Planning and Implementation: Planning Seminar (2001-2002) The first step in the creation of the new Center will be the organization of a year-long seminar that will bring together eight to ten key faculty who will meet once a week through the 2001-2002 academic year. Using the model of the annual faculty seminar at the Robert Penn Warren Center for the Humanities, this group of faculty will read and discuss materials on interamerican studies. They will have two specific philosophical and programmatic objectives: to outline the mission statement of the new Center and its future development, and to develop a concrete working four-year plan for the implementation of programs and activities. This plan would be ready by June 1, 2002.

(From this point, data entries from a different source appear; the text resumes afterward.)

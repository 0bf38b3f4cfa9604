//! Chanconf
//!
//! Edit a channel's configuration and produce the minimal signed update
//! that takes the committed config to the edited one.
//!
//! # Session
//!
//! ```text
//!   committed Config ──► ConfigTx::new ──► edits (add_application_org, ...)
//!                                              │
//!                              compute_update  ▼
//!                        ConfigUpdate { read_set, write_set }
//!                                              │
//!                  SigningIdentity::sign_config_update (one per admin)
//!                                              ▼
//!                ConfigUpdateEnvelope ──► sign_envelope ──► Envelope
//! ```
//!
//! Every edit on a [`ConfigTx`] either applies fully or leaves the session
//! unchanged, and the working config always carries the versions the update
//! would commit. Removing an entry and adding one of the same name in one
//! session is treated as a fresh addition.
//!
//! # Channel creation
//!
//! [`create_channel_update`] and [`new_create_channel_tx`] build the update
//! for a channel that has no committed config yet, from a [`Channel`]
//! descriptor.
//!
//! # Authorization
//!
//! [`ConfigTx::authorize`] lists the policies an update needs and evaluates
//! them against the committed config, with leaf signature policies decided
//! by the caller.

mod application;
mod authorize;
mod channel;
mod config_tx;
mod consortiums;
mod create;
mod error;
mod orderer;
mod organization;

pub use authorize::{authorize_update, Authorization};
pub use config_tx::ConfigTx;
pub use consortiums::Consortium;
pub use create::{create_channel_update, new_create_channel_tx, Application, Channel};
pub use error::{Error, Result};
pub use orderer::{OrdererConfig, OrdererType};
pub use organization::{Address, Organization};

pub use chanconf_msp::Msp;
pub use chanconf_policy::{PolicyPath, SignatureSatisfier};
pub use chanconf_sign::{
    verify_config_signature, verify_envelope, ConfigSignature, ConfigUpdateEnvelope, Envelope,
    SignerConfig, SigningIdentity,
};
pub use chanconf_tree::payload::{BatchSize, ConsensusState};
pub use chanconf_tree::render::{config_to_json, update_to_json};
pub use chanconf_tree::{schema, Config, ConfigGroup, ConfigUpdate, Policy};
pub use chanconf_update::apply_update;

These faculty members would be carefully selected to represent the diverse interests that will play important roles in the proposed Center. They will receive a course reduction and a research stipend ($4,000) as compensation for the time and energy they will invest in the project. The seminar will also have a fund ($10,000) to be used to bring in visitors from other universities or to bring in consultants to work with the group. Staffing and Relocation Timeline Part of the task of the faculty seminar group will be the development of a timetable for hiring a director and staffing the Center. In particular, the group will develop a job description for the Center's director. The university should then pursue a national search beginning in the summer of 2002 for an outstanding individual who will come to Vanderbilt with a faculty appointment. The new director will then begin the process of assembling the key faculty, programs, and activities. The director will also begin to pursue grant opportunities and work with the development office to identify and pursue fundraising opportunities for the Center.
We believe that the new director would need a full-time administrative assistant to handle the coordination and implementation of the activities of the Center.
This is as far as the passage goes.